What the Gospels do tell us is what happened to those who followed Jesus after his death. The resurrection stories are not historical, but metaphorical accounts that seek to give a sense of the disciples’ faith journey after Jesus died. That journey began in disappointment and despair. The life they planned on those three years following Jesus was not to be. It was over. The powers of oppression and domination had won…again, or so it seemed. 

 

Their disappointment led to unbelief. This is captured first in the story of Mary Magdalene coming to the tomb to anoint the body. It was an act of unbelief to expect his body to be there. The second act of unbelief was after she told the disciples of what she had not seen – his body, Peter and the others didn’t believe her and came to see for them selves. Later we have Thomas doubting the others when they said they had seen Jesus.

 

As the story unfolds it becomes clear unbelief is not such a bad thing. Joseph Campbell, a student of comparative religions, looked for the transcendent truths that under gird all religions. He noted that they all require letting “go of the life we have planned, so as to accept the one that is waiting for us.” Unbelief is about letting go of what we once accepted as true, as real; as possible versus impossible. It is a death experience that requires grieving. Not only did the disciples mourn the loss of a dear friend, they had to mourn the death of their belief that Jesus was a political messiah who would overthrow Rome. They had to mourn their lost opportunity to help him rule this new kingdom he had talked so much about. His death had killed the life they had planned. But letting go of those beliefs left them open to new possibilities, new experiences.

 

They discovered when they gathered at the synagogue on the Sabbath and listened to the Hebrew scriptures; so much of what they heard reminded them of their dead master. He seemed to be there giving new understanding to the ancient and familiar words. But where was he? After a long day working their boats, gathered around the fire for their evening meal, reminiscing about the last three years, it was like he was roasting a fish with them waiting for them to understand. But where was he? In their travels, they remembered how before walking with Jesus the sick and poor and the marginalised were invisible to them. Ever since he died they have found they can no longer ignore them and walk by. Like it was when he was alive they have to stop and engage them, offering comfort, healing and acknowledgment. But where is he? 

 

With time they began to doubt again. They began to doubt whether or not death had really had the final word. Their lives were changing. When they spoke of him, sharing his stories and acts of love, they experienced hope again. Joy again.
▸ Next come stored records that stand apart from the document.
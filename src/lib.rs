#![cfg_attr(not(test), no_std)]
#![cfg_attr(target_os = "none", feature(abi_x86_interrupt))]

pub mod config;
pub mod vga;
pub mod serial;
#[cfg(target_os = "none")]
pub mod interrupts;
pub mod machine;
pub mod memory;
pub mod process;
pub mod fs;
pub mod drivers;
pub mod scheduler;
pub mod syscalls;
pub mod kernel;

#[cfg(test)]
mod testing;

#[cfg(not(test))]
use core::panic::PanicInfo;

/// Entered from the multiboot2 loader stub with paging, long mode and the
/// identity map of the first GiB already set up.
#[cfg(target_os = "none")]
#[no_mangle]
pub extern "C" fn _start(multiboot_info_addr: usize) -> ! {
    use crate::drivers::tty::TerminalId;
    use crate::syscalls::Transfer;

    serial::init();
    interrupts::init();
    log_info!("TriadOS kernel started.");

    let boot_info = match unsafe { multiboot2::BootInformation::load(multiboot_info_addr as *const _) } {
        Ok(info) => info,
        Err(err) => panic!("Failed to load Multiboot2 info: {:?}", err),
    };
    let Some(module) = boot_info.module_tags().next() else {
        panic!("No filesystem module was loaded");
    };
    let start = module.start_address() as usize;
    let end = module.end_address() as usize;
    // The module sits in the identity-mapped first GiB and is never freed.
    let image: &'static [u8] = unsafe { core::slice::from_raw_parts(start as *const u8, end - start) };
    log_info!("Filesystem module at {:#x}, {} bytes.", start, end - start);

    if let Err(err) = unsafe { kernel::boot(image) } {
        panic!("Bad filesystem image: {}", err);
    }
    unsafe { drivers::init() };

    let first = TerminalId(0);
    match kernel::with_kernel(|kernel, machine| kernel.spawn(machine, first, config::SHELL, &[], Some(first))) {
        Ok(launch) => {
            interrupts::usermode::perform(Transfer::Launch(launch));
        }
        Err(err) => log_error!("Could not start the first shell: {}", err),
    }

    interrupts::usermode::perform(Transfer::Idle);
    loop {
        x86_64::instructions::hlt();
    }
}

#[cfg(not(test))]
#[panic_handler]
fn panic(info: &PanicInfo) -> ! {
    log_error!("{}", info);
    loop {
        #[cfg(target_os = "none")]
        x86_64::instructions::hlt();
        #[cfg(not(target_os = "none"))]
        core::hint::spin_loop();
    }
}
//! COM1 logging. Off-target builds print to stderr in tests and drop output otherwise.

#[cfg(target_os = "none")]
mod port {
    use lazy_static::lazy_static;
    use spin::Mutex;
    use x86_64::instructions::port::Port;

    pub struct SerialPort {
        data: Port<u8>,
        int_en: Port<u8>,
        fifo_ctrl: Port<u8>,
        line_ctrl: Port<u8>,
        modem_ctrl: Port<u8>,
        line_sts: Port<u8>,
    }

    impl SerialPort {
        pub const unsafe fn new(base: u16) -> SerialPort {
            SerialPort {
                data: Port::new(base),
                int_en: Port::new(base + 1),
                fifo_ctrl: Port::new(base + 2),
                line_ctrl: Port::new(base + 3),
                modem_ctrl: Port::new(base + 4),
                line_sts: Port::new(base + 5),
            }
        }

        /// 38400 baud, 8N1, FIFOs on.
        pub fn init(&mut self) {
            unsafe {
                self.int_en.write(0x00);
                self.line_ctrl.write(0x80);
                self.data.write(0x03);
                self.int_en.write(0x00);
                self.line_ctrl.write(0x03);
                self.fifo_ctrl.write(0xC7);
                self.modem_ctrl.write(0x0B);
            }
        }

        pub fn send(&mut self, data: u8) {
            unsafe {
                while (self.line_sts.read() & 0x20) == 0 {}
                self.data.write(data);
            }
        }
    }

    impl core::fmt::Write for SerialPort {
        fn write_str(&mut self, s: &str) -> core::fmt::Result {
            for byte in s.bytes() {
                self.send(byte);
            }
            Ok(())
        }
    }

    lazy_static! {
        pub static ref SERIAL1: Mutex<SerialPort> = {
            let mut serial_port = unsafe { SerialPort::new(0x3F8) };
            serial_port.init();
            Mutex::new(serial_port)
        };
    }
}

#[cfg(target_os = "none")]
pub use port::SERIAL1;

#[doc(hidden)]
#[cfg(target_os = "none")]
pub fn _print(args: ::core::fmt::Arguments) {
    use core::fmt::Write;
    // Logging from an interrupt that hit while the port was held would deadlock.
    x86_64::instructions::interrupts::without_interrupts(|| {
        let _ = SERIAL1.lock().write_fmt(args);
    });
}

#[doc(hidden)]
#[cfg(all(not(target_os = "none"), test))]
pub fn _print(args: ::core::fmt::Arguments) {
    std::eprint!("{}", args);
}

#[doc(hidden)]
#[cfg(all(not(target_os = "none"), not(test)))]
pub fn _print(_args: ::core::fmt::Arguments) {}

#[macro_export]
macro_rules! log_info {
    ($($arg:tt)*) => {{
        $crate::serial::_print(format_args!("[INFO] "));
        $crate::serial::_print(format_args!($($arg)*));
        $crate::serial::_print(format_args!("\n"));
    }};
}

#[macro_export]
macro_rules! log_warn {
    ($($arg:tt)*) => {{
        $crate::serial::_print(format_args!("[WARN] "));
        $crate::serial::_print(format_args!($($arg)*));
        $crate::serial::_print(format_args!("\n"));
    }};
}

#[macro_export]
macro_rules! log_error {
    ($($arg:tt)*) => {{
        $crate::serial::_print(format_args!("[ERROR] "));
        $crate::serial::_print(format_args!($($arg)*));
        $crate::serial::_print(format_args!("\n"));
    }};
}

#[cfg(target_os = "none")]
pub fn init() {
    let _ = SERIAL1.lock();
}
pub mod paging;

use x86_64::{PhysAddr, VirtAddr};

use crate::process::ProcessId;

// ──────────────────────────────────────────────────────────────
//  Static memory layout
// ──────────────────────────────────────────────────────────────

/// One page-directory entry maps a 2 MiB huge page.
pub const HUGE_PAGE_SIZE: u64 = 2 * 1024 * 1024;

/// Size of a program slot and of the program window (two huge pages).
pub const PROGRAM_SLOT_SIZE: u64 = 4 * 1024 * 1024;

/// Physical address of the slot belonging to pid 0.
pub const PROGRAM_SLOT_BASE: u64 = 8 * 1024 * 1024;

/// Virtual address of the program window.
pub const PROGRAM_WINDOW_START: u64 = 0x0800_0000;
pub const PROGRAM_WINDOW_END: u64 = PROGRAM_WINDOW_START + PROGRAM_SLOT_SIZE;

/// Programs are copied verbatim to this address inside the window.
pub const PROGRAM_LOAD_ADDRESS: u64 = 0x0804_8000;
pub const PROGRAM_LOAD_OFFSET: usize = (PROGRAM_LOAD_ADDRESS - PROGRAM_WINDOW_START) as usize;

/// Initial user stack pointer: the last quadword of the window.
pub const USER_STACK_TOP: u64 = PROGRAM_WINDOW_END - 8;

/// Virtual address handed out by `vidmap`.
pub const VIDEO_WINDOW_START: u64 = PROGRAM_WINDOW_END;
pub const VIDEO_WINDOW_SIZE: u64 = 4096;

/// Physical VGA text memory.
pub const VGA_TEXT_MEMORY: u64 = 0xB8000;

/// Physical slot holding the image and user stack of `pid`.
pub fn program_slot(pid: ProcessId) -> PhysAddr {
    PhysAddr::new(PROGRAM_SLOT_BASE + pid.0 as u64 * PROGRAM_SLOT_SIZE)
}

/// Checks that `[addr, addr + len)` lies inside memory a user program may hand to the kernel.
///
/// The video window only counts while it is mapped: before the first `vidmap`
/// or terminal switch its directory entry is empty.
pub fn is_user_range(addr: u64, len: u64, video_mapped: bool) -> bool {
    let end = match addr.checked_add(len) {
        Some(end) => end,
        None => return false,
    };
    let inside = |start: u64, limit: u64| addr >= start && end <= limit;
    inside(PROGRAM_WINDOW_START, PROGRAM_WINDOW_END)
        || (video_mapped && inside(VIDEO_WINDOW_START, VIDEO_WINDOW_START + VIDEO_WINDOW_SIZE))
}

/// Validate a user buffer and turn it into a slice. A null pointer yields `None`.
///
/// # Safety
/// The program window of the calling process must be mapped, and the video
/// window too when `video_mapped` is set.
pub unsafe fn user_slice<'a>(addr: u64, len: u64, video_mapped: bool) -> Result<Option<&'a mut [u8]>, ()> {
    if addr == 0 {
        return Ok(None);
    }
    if !is_user_range(addr, len, video_mapped) {
        return Err(());
    }
    let ptr = VirtAddr::new(addr).as_mut_ptr::<u8>();
    Ok(Some(core::slice::from_raw_parts_mut(ptr, len as usize)))
}

/// NUL-terminated user string, at most `max` bytes long and never past the end
/// of the window it starts in. The terminator is not included.
///
/// # Safety
/// Same as [`user_slice`].
pub unsafe fn user_c_str<'a>(addr: u64, max: u64, video_mapped: bool) -> Option<&'a [u8]> {
    if !is_user_range(addr, 1, video_mapped) {
        return None;
    }
    let limit = if addr < PROGRAM_WINDOW_END {
        PROGRAM_WINDOW_END
    } else {
        VIDEO_WINDOW_START + VIDEO_WINDOW_SIZE
    };
    let len = max.min(limit - addr) as usize;
    let bytes = core::slice::from_raw_parts(VirtAddr::new(addr).as_ptr::<u8>(), len);
    let end = bytes.iter().position(|&b| b == 0).unwrap_or(len);
    Some(&bytes[..end])
}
It was a new unexpected life. Certainly not like the one they had planned. It seemed he was alive in them and them in him. Death had not separated them after all. They began to be aware that the divine love he embodied had been in them all along. Knowing that changed everything. No longer were they afraid. No longer were they locked up in themselves. They had new priorities. God wasn’t in their planned lives. God was in the new life waiting for them. With that awareness came knowledge of their oneness with their neighbour and with God. They had never imagined they were part of the Godhead. Yes, for the disciples who accepted the life awaiting them, Christ is risen – in them.

 

Now it is our turn to stand before the tomb. It is our time for unbelief. What plans for our life do we have to let go of? We have had the six weeks of Lent to consider this and other questions: Are we willing to consider the possibility that life can be better than we imagine? Are we prepared to give up our resistance to new possibilities? Are we willing to consider that there are truths beyond our own making? Are we willing to let God out of the box of our own making and lead us no matter where, no matter what?

 

Are we going to have the courage to walk out of the tombs of our own making and accept a life of hope, love, justice and freedom? It is the one Jesus showed us is waiting for us. Are we ready to accept it here and now? It’s Easter, how about we give it a go? The clocking is ticking. There is only so much time left each of us. Why miss one joyful moment?